Many people make too much money to contribute to an Roth. You can get around this problem. High earners can still take advantage of the Roth IRA by contributing to a nondeductible IRA and then converting to a Roth. A nondeductible IRA is simply a traditional IRA for which there is no tax deduction, and it is available to almost everyone with wages or self-employment income.

A non-deductible Traditional IRA is a Traditional IRA that consists of non-deductible contributions. In both Roth IRA and non-deductible Traditional IRA, contributions are non-deductible, meaning that you fund them with after-tax money. The major difference comes from the way earnings are taxed. Earnings are taxed as ordinary income if you withdraw them from a non-deductible Traditional IRA. In contrast, earnings are tax free if you withdraw them from a Roth IRA.

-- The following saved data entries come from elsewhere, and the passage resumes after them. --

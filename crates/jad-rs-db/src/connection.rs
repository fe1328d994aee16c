//! Connection and statement traits.
//!
//! This is the bridge between the query layer (`jad-rs-db`) and the concrete
//! database drivers (`jad-rs-db-backends`). The query builder only ever
//! talks to a [`SharedConnection`]: it prepares SQL text carrying named
//! placeholders, binds one value per placeholder with a [`ParamType`] hint,
//! executes, then fetches rows or reads the affected-row count.
//!
//! All calls are synchronous and blocking.

use std::fmt;
use std::sync::Arc;

use jad_rs_core::JadResult;

use crate::row::Row;
use crate::value::Value;

/// Type hint attached to every bound value.
#[derive(Debug, Clone, Copy, PartialEq, Eq, Hash)]
pub enum ParamType {
    /// Bind as an integer.
    Int,
    /// Bind as text (NULL also carries this hint).
    Str,
}

impl fmt::Display for ParamType {
    fn fmt(&self, f: &mut fmt::Formatter<'_>) -> fmt::Result {
        match self {
            Self::Int => write!(f, "INT"),
            Self::Str => write!(f, "STR"),
        }
    }
}

/// A database connection able to prepare statements.
pub trait Connection: Send + Sync {
    /// Prepares `sql` for execution.
    fn prepare(&self, sql: &str) -> JadResult<Box<dyn Statement + '_>>;

    /// Short name of the driver (e.g. `"sqlite"`).
    fn vendor(&self) -> &str;
}

/// A prepared statement.
///
/// Values are bound by placeholder name (including the leading `:`). A
/// statement is executed once.
pub trait Statement {
    /// Binds `value` to `placeholder`.
    fn bind_value(&mut self, placeholder: &str, value: &Value, param_type: ParamType)
        -> JadResult<()>;

    /// Executes the statement. Returns `true` on success.
    fn execute(&mut self) -> JadResult<bool>;

    /// Returns every row produced by the last execution.
    fn fetch_all(&mut self) -> JadResult<Vec<Row>>;

    /// Number of rows changed by the last execution.
    fn row_count(&self) -> u64;

    /// Row id generated by this statement's INSERT.
    ///
    /// Captured during [`execute`](Self::execute) under the same lock as the
    /// write, so concurrent inserts on a shared connection cannot leak into
    /// it. Zero when nothing was generated.
    fn last_insert_id(&self) -> i64;
}

/// A connection handle shared by every builder and entity.
pub type SharedConnection = Arc<dyn Connection>;

/// Normalizes a value for binding and picks its type hint.
///
/// Integers bind as [`ParamType::Int`]. Everything else binds as text:
/// booleans become `"1"`/`""`, floats their shortest decimal form, dates
/// `YYYY-MM-DD` and datetimes `YYYY-MM-DD HH:MM:SS`, JSON and lists their
/// JSON text. Numeric strings stay strings. NULL stays NULL.
///
/// # Examples
///
/// ```
/// use jad_rs_db::connection::{bind_parameter, ParamType};
/// use jad_rs_db::value::Value;
///
/// assert_eq!(bind_parameter(&Value::Int(5)), (Value::Int(5), ParamType::Int));
/// assert_eq!(
///     bind_parameter(&Value::from("5")),
///     (Value::from("5"), ParamType::Str)
/// );
/// ```
pub fn bind_parameter(value: &Value) -> (Value, ParamType) {
    match value {
        Value::Int(i) => (Value::Int(*i), ParamType::Int),
        Value::Null => (Value::Null, ParamType::Str),
        Value::String(s) => (Value::String(s.clone()), ParamType::Str),
        Value::Bool(b) => (Value::String(if *b { "1" } else { "" }.to_string()), ParamType::Str),
        Value::Bytes(b) => (Value::Bytes(b.clone()), ParamType::Str),
        Value::Json(_) | Value::List(_) => (Value::String(value.to_json().to_string()), ParamType::Str),
        Value::Float(_) | Value::Date(_) | Value::DateTime(_) => {
            (Value::String(value.to_string()), ParamType::Str)
        }
    }
}

#[cfg(test)]
mod tests {
    use super::*;

    #[test]
    fn test_integers_bind_as_int() {
        assert_eq!(bind_parameter(&Value::Int(-3)).1, ParamType::Int);
    }

    #[test]
    fn test_numeric_string_binds_as_str() {
        let (v, t) = bind_parameter(&Value::from("42"));
        assert_eq!(v, Value::from("42"));
        assert_eq!(t, ParamType::Str);
    }

    #[test]
    fn test_bool_coercion() {
        assert_eq!(bind_parameter(&Value::Bool(true)).0, Value::from("1"));
        assert_eq!(bind_parameter(&Value::Bool(false)).0, Value::from(""));
    }

    #[test]
    fn test_float_coercion() {
        assert_eq!(
            bind_parameter(&Value::Float(19.5)),
            (Value::from("19.5"), ParamType::Str)
        );
    }

    #[test]
    fn test_date_coercion() {
        let d = chrono::NaiveDate::from_ymd_opt(2026, 1, 26).unwrap();
        assert_eq!(bind_parameter(&Value::Date(d)).0, Value::from("2026-01-26"));
        let dt = d.and_hms_opt(8, 0, 1).unwrap();
        assert_eq!(
            bind_parameter(&Value::DateTime(dt)).0,
            Value::from("2026-01-26 08:00:01")
        );
    }

    #[test]
    fn test_json_and_list_coercion() {
        let j = Value::Json(serde_json::json!({"k": 1}));
        assert_eq!(bind_parameter(&j).0, Value::from(r#"{"k":1}"#));
        let l = Value::List(vec![Value::Int(1), Value::Int(2)]);
        assert_eq!(bind_parameter(&l).0, Value::from("[1,2]"));
    }

    #[test]
    fn test_null_keeps_str_hint() {
        assert_eq!(bind_parameter(&Value::Null), (Value::Null, ParamType::Str));
    }

    #[test]
    fn test_param_type_display() {
        assert_eq!(ParamType::Int.to_string(), "INT");
        assert_eq!(ParamType::Str.to_string(), "STR");
    }
}
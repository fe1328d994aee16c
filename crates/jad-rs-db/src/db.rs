//! The query dispatcher.
//!
//! [`Db`] holds the one connection an application talks to and hands out a
//! fresh [`QueryBuilder`] per call chain, so builder state never leaks from
//! one query into the next. It is built once at startup and passed (or
//! cloned, it is cheap) to every entry point.

use std::fmt;
use std::sync::Arc;

use jad_rs_core::{JadError, JadResult};
use tracing::error;

use crate::connection::SharedConnection;
use crate::query::QueryBuilder;
use crate::row::Row;

/// A handle on the application's database connection.
///
/// A default `Db` is not booted: every method needing the connection fails
/// with [`JadError::ImproperlyConfigured`] until [`Db::boot`] is called.
#[derive(Clone, Default)]
pub struct Db {
    connection: Option<SharedConnection>,
    query_debug: bool,
}

impl Db {
    /// Creates a booted dispatcher.
    pub fn new(connection: SharedConnection) -> Self {
        Self {
            connection: Some(connection),
            query_debug: false,
        }
    }

    /// Installs (or replaces) the connection.
    pub fn boot(&mut self, connection: SharedConnection) {
        self.connection = Some(connection);
    }

    /// Makes every builder from this dispatcher log its SQL and bindings.
    #[must_use]
    pub fn with_query_debug(mut self, enable: bool) -> Self {
        self.query_debug = enable;
        self
    }

    /// Returns `true` once a connection is installed.
    pub const fn is_booted(&self) -> bool {
        self.connection.is_some()
    }

    /// The shared connection.
    pub fn connection(&self) -> JadResult<SharedConnection> {
        self.connection.as_ref().map(Arc::clone).ok_or_else(|| {
            let message = "Database connection not initialized. Call Db::boot(connection) first.";
            error!("{message}");
            JadError::ImproperlyConfigured(message.to_string())
        })
    }

    /// A fresh builder with no table selected.
    pub fn builder(&self) -> JadResult<QueryBuilder<Row>> {
        Ok(QueryBuilder::new(self.connection()?).debug(self.query_debug))
    }

    /// A fresh builder on `table`.
    ///
    /// ```
    /// use jad_rs_db::db::Db;
    ///
    /// let db = Db::default();
    /// assert!(db.table("users").is_err());
    /// ```
    pub fn table(&self, name: &str) -> JadResult<QueryBuilder<Row>> {
        Ok(self.builder()?.table(name))
    }
}

impl fmt::Debug for Db {
    fn fmt(&self, f: &mut fmt::Formatter<'_>) -> fmt::Result {
        f.debug_struct("Db")
            .field("vendor", &self.connection.as_ref().map(|c| c.vendor().to_string()))
            .field("query_debug", &self.query_debug)
            .finish()
    }
}
//! In-memory connection for unit tests.
//!
//! Records every prepare/bind/execute call and serves scripted results:
//! queued row sets for `fetch_all`, a fixed affected-row count and a fixed
//! last insert id. [`MockConnection::fail_next`] makes the next `prepare`
//! fail with a [`JadError::DatabaseError`].
//!
//! `jad-rs-test` depends on this crate, so its `RecordingConnection` cannot
//! be used here; this is the minimal subset the unit tests call.

use std::collections::VecDeque;
use std::sync::atomic::{AtomicI64, AtomicU64, Ordering};
use std::sync::{Arc, Mutex, MutexGuard, PoisonError};

use jad_rs_core::{JadError, JadResult};

use crate::connection::{Connection, ParamType, Statement};
use crate::row::Row;
use crate::value::Value;

#[derive(Debug, Clone, PartialEq)]
pub enum MockCall {
    Prepare(String),
    Bind(String, Value, ParamType),
    Execute,
}

#[derive(Debug)]
pub struct MockConnection {
    calls: Mutex<Vec<MockCall>>,
    rows: Mutex<VecDeque<Vec<Row>>>,
    failure: Mutex<Option<String>>,
    last_insert_id: AtomicI64,
    row_count: AtomicU64,
}

fn lock<T>(m: &Mutex<T>) -> MutexGuard<'_, T> {
    m.lock().unwrap_or_else(PoisonError::into_inner)
}

impl MockConnection {
    pub fn shared() -> Arc<Self> {
        Arc::new(Self {
            calls: Mutex::new(Vec::new()),
            rows: Mutex::new(VecDeque::new()),
            failure: Mutex::new(None),
            last_insert_id: AtomicI64::new(1),
            row_count: AtomicU64::new(0),
        })
    }

    pub fn push_rows(&self, rows: Vec<Row>) {
        lock(&self.rows).push_back(rows);
    }

    pub fn fail_next(&self, message: &str) {
        *lock(&self.failure) = Some(message.to_string());
    }

    pub fn set_last_insert_id(&self, id: i64) {
        self.last_insert_id.store(id, Ordering::SeqCst);
    }

    pub fn set_row_count(&self, count: u64) {
        self.row_count.store(count, Ordering::SeqCst);
    }

    pub fn calls(&self) -> Vec<MockCall> {
        lock(&self.calls).clone()
    }

    pub fn prepared_sql(&self) -> Vec<String> {
        lock(&self.calls)
            .iter()
            .filter_map(|call| match call {
                MockCall::Prepare(sql) => Some(sql.clone()),
                _ => None,
            })
            .collect()
    }
}

impl Connection for MockConnection {
    fn prepare(&self, sql: &str) -> JadResult<Box<dyn Statement + '_>> {
        if let Some(message) = lock(&self.failure).take() {
            return Err(JadError::DatabaseError(message));
        }
        lock(&self.calls).push(MockCall::Prepare(sql.to_string()));
        Ok(Box::new(MockStatement { conn: self }))
    }

    fn vendor(&self) -> &str {
        "mock"
    }
}

struct MockStatement<'a> {
    conn: &'a MockConnection,
}

impl Statement for MockStatement<'_> {
    fn bind_value(&mut self, placeholder: &str, value: &Value, param_type: ParamType) -> JadResult<()> {
        lock(&self.conn.calls).push(MockCall::Bind(
            placeholder.to_string(),
            value.clone(),
            param_type,
        ));
        Ok(())
    }

    fn execute(&mut self) -> JadResult<bool> {
        lock(&self.conn.calls).push(MockCall::Execute);
        Ok(true)
    }

    fn fetch_all(&mut self) -> JadResult<Vec<Row>> {
        Ok(lock(&self.conn.rows).pop_front().unwrap_or_default())
    }

    fn row_count(&self) -> u64 {
        self.conn.row_count.load(Ordering::SeqCst)
    }

    fn last_insert_id(&self) -> i64 {
        self.conn.last_insert_id.load(Ordering::SeqCst)
    }
}
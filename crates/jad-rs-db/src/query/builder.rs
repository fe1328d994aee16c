//! The fluent query builder.
//!
//! A [`QueryBuilder`] accumulates the structural state of one query (table,
//! projection, joins, predicate, grouping, ordering, paging) through method
//! chaining, then compiles and runs it when a terminal method is called.
//!
//! # Predicate compilation
//!
//! Each `where*` call appends one parenthesized fragment to a single
//! predicate string, prefixed with `WHERE` for the first fragment and with
//! the connective (`AND` / `OR`) afterwards. Values never appear in the SQL
//! text: each one gets a named placeholder whose suffix is the size of the
//! binding map at allocation time, so repeated column/operator pairs never
//! collide:
//!
//! | call | placeholder |
//! |---|---|
//! | scalar `where_` | `:p{n}` |
//! | list `where_` | `:p_{n}`, `:p_{n+1}`, ... |
//! | `where_in` family | `:p_in_{n}`, ... |
//! | `where_between` | `:p{n}`, `:p{n+1}` |
//! | `update` SET list | `:u_{column}` |
//! | `insert` | `:{column}` |
//!
//! # Terminal methods
//!
//! Every terminal comes in two forms. The strict form (`try_get`,
//! `try_insert`, ...) returns a [`JadResult`]. The plain form (`get`,
//! `insert`, ...) converts failures into an empty collection or `None`.
//! Both forms log execution failures with the SQL and its bindings.
//!
//! ```
//! # use std::sync::Arc;
//! # use jad_rs_db::connection::{Connection, SharedConnection, Statement};
//! # use jad_rs_core::{JadError, JadResult};
//! # struct Offline;
//! # impl Connection for Offline {
//! #     fn prepare(&self, _: &str) -> JadResult<Box<dyn Statement + '_>> {
//! #         Err(JadError::OperationalError("offline".into()))
//! #     }
//! #     fn vendor(&self) -> &str { "offline" }
//! # }
//! use jad_rs_db::query::QueryBuilder;
//! use jad_rs_db::value::Value;
//!
//! # let conn: SharedConnection = Arc::new(Offline);
//! let qb = QueryBuilder::new(conn)
//!     .table("users")
//!     .where_("email", "=", "a@b.com")?
//!     .or_where("email", "=", "c@d.com")?;
//!
//! assert_eq!(
//!     qb.to_sql(),
//!     "SELECT * FROM users  WHERE  (email = ( :p0 ))  OR  (email = ( :p1 )) "
//! );
//! assert_eq!(qb.bindings().get(":p1"), Some(&Value::from("c@d.com")));
//! # Ok::<(), JadError>(())
//! ```

use std::fmt;
use std::marker::PhantomData;
use std::sync::Arc;

use jad_rs_core::logging::query_span;
use jad_rs_core::{JadError, JadResult};
use serde::ser::SerializeMap;
use serde::{Serialize, Serializer};
use tracing::{error, info, warn};

use crate::collection::Collection;
use crate::connection::{bind_parameter, Connection, SharedConnection, Statement};
use crate::model::{Entity, Model};
use crate::query::{Operator, SortDirection};
use crate::row::Row;
use crate::value::Value;

/// Builds a query result item from a fetched row.
///
/// [`Row`] is the identity hydration; model entities keep the connection
/// so they can save or delete themselves later.
pub trait FromRow: Sized {
    /// Converts `row` into `Self`.
    fn from_row(row: Row, conn: &SharedConnection) -> Self;
}

impl FromRow for Row {
    fn from_row(row: Row, _conn: &SharedConnection) -> Self {
        row
    }
}

// ── Bindings ─────────────────────────────────────────────────────────

/// Ordered `placeholder -> value` map.
#[derive(Debug, Clone, Default, PartialEq)]
pub struct Bindings {
    entries: Vec<(String, Value)>,
}

impl Bindings {
    fn push(&mut self, placeholder: String, value: Value) {
        self.entries.push((placeholder, value));
    }

    /// Returns the value bound to `placeholder` (including the leading `:`).
    pub fn get(&self, placeholder: &str) -> Option<&Value> {
        self.entries
            .iter()
            .find(|(p, _)| p == placeholder)
            .map(|(_, v)| v)
    }

    /// Number of bound values.
    pub fn len(&self) -> usize {
        self.entries.len()
    }

    /// Returns `true` when nothing is bound.
    pub fn is_empty(&self) -> bool {
        self.entries.is_empty()
    }

    /// Iterates over `(placeholder, value)` pairs in allocation order.
    pub fn iter(&self) -> impl Iterator<Item = (&str, &Value)> {
        self.entries.iter().map(|(p, v)| (p.as_str(), v))
    }

    /// Placeholder names in allocation order.
    pub fn placeholders(&self) -> Vec<&str> {
        self.entries.iter().map(|(p, _)| p.as_str()).collect()
    }
}

impl FromIterator<(String, Value)> for Bindings {
    fn from_iter<I: IntoIterator<Item = (String, Value)>>(iter: I) -> Self {
        Self {
            entries: iter.into_iter().collect(),
        }
    }
}

impl Serialize for Bindings {
    fn serialize<S: Serializer>(&self, serializer: S) -> Result<S::Ok, S::Error> {
        let mut map = serializer.serialize_map(Some(self.entries.len()))?;
        for (placeholder, value) in &self.entries {
            map.serialize_entry(placeholder, value)?;
        }
        map.end()
    }
}

impl fmt::Display for Bindings {
    fn fmt(&self, f: &mut fmt::Formatter<'_>) -> fmt::Result {
        let json = serde_json::to_string(self).map_err(|_| fmt::Error)?;
        f.write_str(&json)
    }
}

#[derive(Debug, Clone, Copy, PartialEq, Eq)]
enum Connective {
    And,
    Or,
}

impl Connective {
    const fn as_sql(self) -> &'static str {
        match self {
            Self::And => "AND",
            Self::Or => "OR",
        }
    }
}
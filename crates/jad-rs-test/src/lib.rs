//! # jad-rs-test
//!
//! Testing utilities for the jad-rs query layer. Provides a recording
//! connection that captures prepared SQL and bindings, an in-memory SQLite
//! database with query counting, and assertion helpers for query counts.

pub mod recording;

#[cfg(feature = "sqlite")]
pub mod assert_queries;
#[cfg(feature = "sqlite")]
pub mod test_database;

pub use recording::{RecordedCall, RecordingConnection};

#[cfg(feature = "sqlite")]
pub use assert_queries::{assert_max_queries, assert_num_queries};
#[cfg(feature = "sqlite")]
pub use test_database::TestDatabase;
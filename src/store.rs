use crate::errors::{StoreError, StoreResult};
use serde_json::Value;
use std::collections::HashMap;
use std::sync::Mutex;

pub trait RecordStore: Send + Sync {
    // An absent key reads as an empty sequence.
    fn get(&self, key: &str) -> StoreResult<Vec<Value>>;

    fn set(&self, key: &str, records: &[Value]) -> StoreResult<()>;
}

pub(crate) fn decode_records(key: &str, raw: &str) -> StoreResult<Vec<Value>> {
    match serde_json::from_str::<Value>(raw)? {
        Value::Array(records) => Ok(records),
        Value::Null => Ok(Vec::new()),
        other => Err(StoreError::Corrupt(format!(
            "{} holds a {} instead of a record list",
            key,
            json_kind(&other)
        ))),
    }
}

fn json_kind(value: &Value) -> &'static str {
    match value {
        Value::Null => "null",
        Value::Bool(_) => "boolean",
        Value::Number(_) => "number",
        Value::String(_) => "string",
        Value::Array(_) => "array",
        Value::Object(_) => "object",
    }
}

#[derive(Debug, Default)]
struct MemoryState {
    entries: HashMap<String, String>,
    writes: usize,
}

#[derive(Debug, Default)]
pub struct MemoryStore {
    state: Mutex<MemoryState>,
    quota_bytes: Option<usize>,
    disabled: bool,
}

impl MemoryStore {
    pub fn new() -> Self {
        Self::default()
    }

    pub fn with_quota(quota_bytes: usize) -> Self {
        Self {
            quota_bytes: Some(quota_bytes),
            ..Self::default()
        }
    }

    pub fn disabled() -> Self {
        Self {
            disabled: true,
            ..Self::default()
        }
    }

    pub fn write_count(&self) -> usize {
        self.lock().map(|state| state.writes).unwrap_or(0)
    }

    pub fn insert_raw(&self, key: &str, raw: &str) -> StoreResult<()> {
        let mut state = self.lock()?;
        state.entries.insert(key.to_string(), raw.to_string());
        Ok(())
    }

    fn lock(&self) -> StoreResult<std::sync::MutexGuard<'_, MemoryState>> {
        self.state
            .lock()
            .map_err(|_| StoreError::StorageUnavailable("memory store mutex poisoned".to_string()))
    }
}

impl RecordStore for MemoryStore {
    fn get(&self, key: &str) -> StoreResult<Vec<Value>> {
        let state = self.lock()?;
        match state.entries.get(key) {
            Some(raw) => decode_records(key, raw),
            None => Ok(Vec::new()),
        }
    }

    fn set(&self, key: &str, records: &[Value]) -> StoreResult<()> {
        if self.disabled {
            return Err(StoreError::StorageUnavailable("storage is disabled".to_string()));
        }

        let encoded = serde_json::to_string(records)?;
        let mut state = self.lock()?;
        if let Some(quota) = self.quota_bytes {
            let others: usize = state
                .entries
                .iter()
                .filter(|(existing, _)| existing.as_str() != key)
                .map(|(existing, raw)| existing.len() + raw.len())
                .sum();
            let needed = others + key.len() + encoded.len();
            if needed > quota {
                return Err(StoreError::StorageUnavailable(format!(
                    "quota of {} bytes exceeded ({} needed)",
                    quota, needed
                )));
            }
        }

        state.entries.insert(key.to_string(), encoded);
        state.writes += 1;
        Ok(())
    }
}
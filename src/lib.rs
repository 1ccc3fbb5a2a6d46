pub mod app;
pub mod db;
pub mod directory;
pub mod display;
pub mod errors;
pub mod ledger;
pub mod models;
pub mod scroll;
pub mod store;

pub use crate::app::PocketNotesCore;
pub use crate::directory::GroupDirectory;
pub use crate::display::format_note_timestamp;
pub use crate::errors::{AppError, AppResult, GroupError, NoteError, StoreError};
pub use crate::ledger::NoteLedger;
pub use crate::models::{Group, GroupDetail, GroupId, Note, NotesSettings, GROUP_PALETTE};
pub use crate::scroll::{ScrollController, ScrollEvent, ScrollFrame, ScrollSurface, ViewportMetrics};
pub use crate::store::{MemoryStore, RecordStore};

use std::path::{Path, PathBuf};
use tracing_appender::non_blocking::WorkerGuard;

static LOG_GUARD: std::sync::OnceLock<WorkerGuard> = std::sync::OnceLock::new();

pub fn bootstrap(app_data_dir: PathBuf) -> AppResult<PocketNotesCore> {
    let log_dir = app_data_dir.join("logs");
    let core = PocketNotesCore::new(app_data_dir)?;
    init_tracing(&log_dir, &core.settings().log_filter)?;

    tracing::info!(groups = core.list_groups().len(), "pocket notes ready");
    Ok(core)
}

pub fn init_tracing(log_dir: &Path, default_filter: &str) -> AppResult<()> {
    std::fs::create_dir_all(log_dir)?;
    let file_appender = tracing_appender::rolling::daily(log_dir, "notes.log");
    let (non_blocking, guard) = tracing_appender::non_blocking(file_appender);
    let _ = LOG_GUARD.set(guard);

    tracing_subscriber::fmt()
        .with_env_filter(
            tracing_subscriber::EnvFilter::try_from_default_env()
                .unwrap_or_else(|_| tracing_subscriber::EnvFilter::new(default_filter)),
        )
        .json()
        .with_writer(non_blocking)
        .try_init()
        .map_err(|error| AppError::Internal(error.to_string()))
}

You make non-deductible contributions to a Traditional IRA by setting up and sending money to an IRA custodian of your choice. You do not need to notify the IRA custodian that you are making non-deductible contributions. However, you do need to notify IRS that you have made non-deductible contributions to a Traditional IRA with Form 8606 Nondeductible IRAs when you file your tax return. It is your responsibility to keep track of the basis, the amount of non-deductible contributions, in your Traditional IRA. You can then convert this non-deductible Traditional IRA to a Roth IRA but make sure you get professionals help.

Remember that the IRS treats all of your (but not your spouse’s) non-Roth IRAs as one giant IRA. When you make non-deductible contributions to a Traditional IRA, you’ll have the basis, the amount of non-deductible contributions, reported on Form 8606. When you convert a part or all of your Traditional IRA to a Roth IRA, the conversion amount must contain the non-deductible portion proportionally. For example, if 5% of your non-Roth IRA are non-deductible contributions, then 5% of the conversion amount must be non-deductible contributions, and the rest must come from the deductible contributions, including earnings and rollover contributions. Notice that you cannot just convert the non-deductible part to a Roth IRA.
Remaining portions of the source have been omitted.